WHAT THIS TASK INVOLVES.
If a line in the entries below includes "cause", show that line.

THE INPUT.

※ ※ ※

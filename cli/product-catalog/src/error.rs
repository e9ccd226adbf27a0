//! Error handling for catalog API operations.

use reqwest::{Method, StatusCode};
use thiserror::Error;

/// Common error type for catalog API operations.
#[derive(Debug, Error)]
pub enum CatalogClientError {
    /// A request was sent (or attempted) and did not succeed.
    #[error("{method} {url} failed")]
    RequestFailed {
        method: Method,
        url: String,
        #[source]
        cause: RequestFailure,
    },
    #[error("invalid catalog client configuration: {0}")]
    InvalidConfig(String),
}

impl CatalogClientError {
    /// The HTTP status of the failed request, if the server responded at all.
    pub fn status(&self) -> Option<StatusCode> {
        match self {
            CatalogClientError::RequestFailed {
                cause: RequestFailure::Status { status, .. },
                ..
            } => Some(*status),
            _ => None,
        }
    }
}

/// Why a request failed.
#[derive(Debug, Error)]
pub enum RequestFailure {
    #[error("{}", fmt_status(.status, .detail.as_deref()))]
    Status {
        status: StatusCode,
        /// Error message reported by the server, kept for diagnostics.
        detail: Option<String>,
    },
    #[error("could not reach the catalog")]
    Transport(#[source] reqwest::Error),
    #[error("malformed response body")]
    MalformedBody(#[source] serde_json::Error),
}

fn fmt_status(status: &StatusCode, detail: Option<&str>) -> String {
    match detail {
        Some(detail) => format!("{status}: {detail}"),
        None => format!("{status}"),
    }
}

/// Keys an error message is reported under, in order of preference.
///
/// Flask style APIs use `error` or `message`, FastAPI style ones use `detail`.
const ERROR_KEYS: [&str; 3] = ["error", "message", "detail"];

/// Turn the body of an unsuccessful response into an optional detail message.
///
/// We never forward raw bodies since they may contain HTML garbage.
pub(crate) fn parse_error_detail(body: &[u8]) -> Option<String> {
    let serde_json::Value::Object(fields) = serde_json::from_slice(body).ok()? else {
        return None;
    };

    ERROR_KEYS
        .iter()
        .filter_map(|key| fields.get(*key))
        .find_map(|value| match value {
            serde_json::Value::String(message) => Some(message.clone()),
            serde_json::Value::Null => None,
            other => Some(other.to_string()),
        })
}
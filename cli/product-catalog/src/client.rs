//! Catalog client for the product collection endpoint.

use std::fmt::Debug;
use std::str::FromStr;
use std::time::Duration;

use reqwest::header::{self, HeaderMap};
use reqwest::{Method, RequestBuilder, Response};
use tracing::{debug, instrument};
use url::Url;

use crate::config::CatalogClientConfig;
use crate::error::{CatalogClientError, RequestFailure, parse_error_detail};
use crate::types::{NewProduct, Product, ProductId, ProductUpdate};

/// Path segment of the collection endpoint, relative to the base URL.
pub const COLLECTION_PATH: &str = "products";

/// A client for the product catalog API.
///
/// Every operation is a single request, nothing is cached between calls.
pub struct CatalogClient {
    client: reqwest::Client,
    collection_url: Url,
    config: CatalogClientConfig,
}

impl Debug for CatalogClient {
    fn fmt(&self, f: &mut std::fmt::Formatter<'_>) -> std::fmt::Result {
        f.debug_struct("CatalogClient")
            .field("catalog_url", &self.config.catalog_url)
            .finish_non_exhaustive()
    }
}

impl CatalogClient {
    /// Create a new catalog client from configuration.
    pub fn new(config: CatalogClientConfig) -> Result<Self, CatalogClientError> {
        let collection_url = collection_url(&config.catalog_url)?;
        let client = build_http_client(&config)?;

        Ok(Self {
            client,
            collection_url,
            config,
        })
    }

    /// The collection endpoint, `{base}/products`.
    pub fn collection_url(&self) -> &Url {
        &self.collection_url
    }

    /// The endpoint of a single product, `{base}/products/{id}`.
    ///
    /// The id is always a single path segment, reserved characters are
    /// percent-encoded.
    pub fn product_url(&self, id: &ProductId) -> Url {
        let mut url = self.collection_url.clone();
        // collection_url() guarantees a base URL
        if let Ok(mut segments) = url.path_segments_mut() {
            segments.push(id.as_str());
        }
        url
    }

    /// Send a request and turn anything but a 2xx response into an error.
    async fn send(
        &self,
        method: Method,
        url: Url,
        build: impl FnOnce(RequestBuilder) -> RequestBuilder,
    ) -> Result<Response, CatalogClientError> {
        debug!(%method, %url, "sending catalog request");

        let request = build(self.client.request(method.clone(), url.clone()));
        let response = request
            .send()
            .await
            .map_err(|e| request_failed(&method, &url, RequestFailure::Transport(e)))?;

        let status = response.status();
        debug!(%method, %url, %status, "received catalog response");

        if status.is_success() {
            return Ok(response);
        }

        // The body is only used for diagnostics, failing to read it is fine.
        let detail = match response.bytes().await {
            Ok(body) => parse_error_detail(&body),
            Err(_) => None,
        };

        Err(request_failed(
            &method,
            &url,
            RequestFailure::Status { status, detail },
        ))
    }
}

fn request_failed(method: &Method, url: &Url, cause: RequestFailure) -> CatalogClientError {
    CatalogClientError::RequestFailed {
        method: method.clone(),
        url: url.to_string(),
        cause,
    }
}

// ---------------------------------------------------------------------------
// Catalog trait
// ---------------------------------------------------------------------------

/// The product catalog API interface.
///
/// This trait enables alternate implementations,
/// e.g. a client with canned responses in tests.
#[allow(async_fn_in_trait)]
pub trait ClientTrait {
    /// Fetch the whole product collection.
    async fn list_products(&self) -> Result<Vec<Product>, CatalogClientError>;

    /// Create a product. The response body is not used.
    async fn create_product(&self, product: &NewProduct) -> Result<(), CatalogClientError>;

    /// Delete the product with the given id.
    async fn delete_product(&self, id: &ProductId) -> Result<(), CatalogClientError>;

    /// Overwrite the given fields of a product.
    async fn update_product(
        &self,
        id: &ProductId,
        update: &ProductUpdate,
    ) -> Result<(), CatalogClientError>;
}

impl ClientTrait for CatalogClient {
    #[instrument(skip_all)]
    async fn list_products(&self) -> Result<Vec<Product>, CatalogClientError> {
        let url = self.collection_url.clone();
        let response = self.send(Method::GET, url.clone(), |req| req).await?;

        let body = response
            .bytes()
            .await
            .map_err(|e| request_failed(&Method::GET, &url, RequestFailure::Transport(e)))?;

        let products: Vec<Product> = serde_json::from_slice(&body)
            .map_err(|e| request_failed(&Method::GET, &url, RequestFailure::MalformedBody(e)))?;

        debug!(n_products = products.len(), "received product list");
        Ok(products)
    }

    #[instrument(skip_all, fields(name = %product.name))]
    async fn create_product(&self, product: &NewProduct) -> Result<(), CatalogClientError> {
        debug!(?product, "creating product");
        self.send(Method::POST, self.collection_url.clone(), |req| {
            req.json(product)
        })
        .await?;

        debug!("successfully created product");
        Ok(())
    }

    #[instrument(skip_all, fields(id = %id))]
    async fn delete_product(&self, id: &ProductId) -> Result<(), CatalogClientError> {
        self.send(Method::DELETE, self.product_url(id), |req| req)
            .await?;

        debug!("successfully deleted product");
        Ok(())
    }

    #[instrument(skip_all, fields(id = %id))]
    async fn update_product(
        &self,
        id: &ProductId,
        update: &ProductUpdate,
    ) -> Result<(), CatalogClientError> {
        debug!(?update, "updating product");
        self.send(Method::PUT, self.product_url(id), |req| req.json(update))
            .await?;

        debug!("successfully updated product");
        Ok(())
    }
}

// ---------------------------------------------------------------------------
// Helper functions
// ---------------------------------------------------------------------------

/// Derive the collection endpoint from the configured base URL.
///
/// A trailing slash on the base URL is ignored.
fn collection_url(catalog_url: &str) -> Result<Url, CatalogClientError> {
    let mut url = Url::parse(catalog_url).map_err(|e| {
        CatalogClientError::InvalidConfig(format!("catalog url '{catalog_url}': {e}"))
    })?;

    url.path_segments_mut()
        .map_err(|_| {
            CatalogClientError::InvalidConfig(format!(
                "catalog url '{catalog_url}' cannot be used as a base"
            ))
        })?
        .pop_if_empty()
        .push(COLLECTION_PATH);

    Ok(url)
}

// ---------------------------------------------------------------------------
// HTTP client builder
// ---------------------------------------------------------------------------

/// Build the HTTP client used for all catalog requests.
fn build_http_client(config: &CatalogClientConfig) -> Result<reqwest::Client, CatalogClientError> {
    let mut headers = HeaderMap::new();

    for (key, value) in &config.extra_headers {
        headers.insert(
            header::HeaderName::from_str(key).map_err(
                |e: header::InvalidHeaderName| CatalogClientError::InvalidConfig(e.to_string()),
            )?,
            header::HeaderValue::from_str(value).map_err(
                |e: header::InvalidHeaderValue| CatalogClientError::InvalidConfig(e.to_string()),
            )?,
        );
    }

    debug!(
        catalog_url = %config.catalog_url,
        extra_headers = config.extra_headers.len(),
        timeout = ?config.request_timeout,
        "building catalog HTTP client"
    );

    let client_builder = reqwest::Client::builder()
        .default_headers(headers)
        .connect_timeout(Duration::from_secs(15));

    let client_builder = if let Some(timeout) = config.request_timeout {
        client_builder.timeout(timeout)
    } else {
        client_builder
    };

    let client_builder = if let Some(ref user_agent) = config.user_agent {
        client_builder.user_agent(user_agent)
    } else {
        client_builder
    };

    client_builder
        .build()
        .map_err(|e| CatalogClientError::InvalidConfig(e.to_string()))
}
use std::time::Duration;

use anyhow::Context;
use product_catalog::{CatalogClient, CatalogClientConfig};
use tracing::debug;

use crate::config::Config;

/// `user-agent` sent unless configured otherwise.
pub const DEFAULT_USER_AGENT: &str = concat!("products/", env!("CARGO_PKG_VERSION"));

/// Translate the user configuration into a client configuration.
pub fn catalog_client_config(config: &Config) -> CatalogClientConfig {
    CatalogClientConfig {
        catalog_url: config.catalog_url.clone(),
        extra_headers: config.extra_headers.clone(),
        user_agent: Some(
            config
                .user_agent
                .clone()
                .unwrap_or_else(|| DEFAULT_USER_AGENT.to_string()),
        ),
        request_timeout: config.request_timeout_secs.map(Duration::from_secs),
    }
}

/// Initialize the catalog API client
pub fn init_catalog_client(config: &Config) -> Result<CatalogClient, anyhow::Error> {
    let client_config = catalog_client_config(config);
    debug!("using catalog client with url: {}", client_config.catalog_url);

    CatalogClient::new(client_config).context("could not set up the catalog client")
}

#[cfg(test)]
mod tests {
    use std::collections::BTreeMap;

    use pretty_assertions::assert_eq;

    use super::*;

    fn config() -> Config {
        Config {
            catalog_url: "http://localhost:8080/api".to_string(),
            user_agent: None,
            request_timeout_secs: None,
            extra_headers: BTreeMap::new(),
            config_dir: Default::default(),
        }
    }

    #[test]
    fn defaults_user_agent_and_no_timeout() {
        let client_config = catalog_client_config(&config());
        assert_eq!(client_config.catalog_url, "http://localhost:8080/api");
        assert_eq!(client_config.user_agent.as_deref(), Some(DEFAULT_USER_AGENT));
        assert_eq!(client_config.request_timeout, None);
    }

    #[test]
    fn configured_values_are_passed_on() {
        let config = Config {
            user_agent: Some("custom".to_string()),
            request_timeout_secs: Some(30),
            extra_headers: BTreeMap::from([("x-team".to_string(), "shop".to_string())]),
            ..config()
        };
        let client_config = catalog_client_config(&config);
        assert_eq!(client_config.user_agent.as_deref(), Some("custom"));
        assert_eq!(client_config.request_timeout, Some(Duration::from_secs(30)));
        assert_eq!(client_config.extra_headers, config.extra_headers);
    }

    #[test]
    fn invalid_url_is_reported() {
        let config = Config {
            catalog_url: "not a url".to_string(),
            ..config()
        };
        let err = init_catalog_client(&config).unwrap_err();
        assert_eq!(err.to_string(), "could not set up the catalog client");
    }
}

※ ※ ※

OUTPUT OF THE EXERCISE.
        cause: RequestFailure,
                cause: RequestFailure::Status { status, .. },
fn request_failed(method: &Method, url: &Url, cause: RequestFailure) -> CatalogClientError {
        cause,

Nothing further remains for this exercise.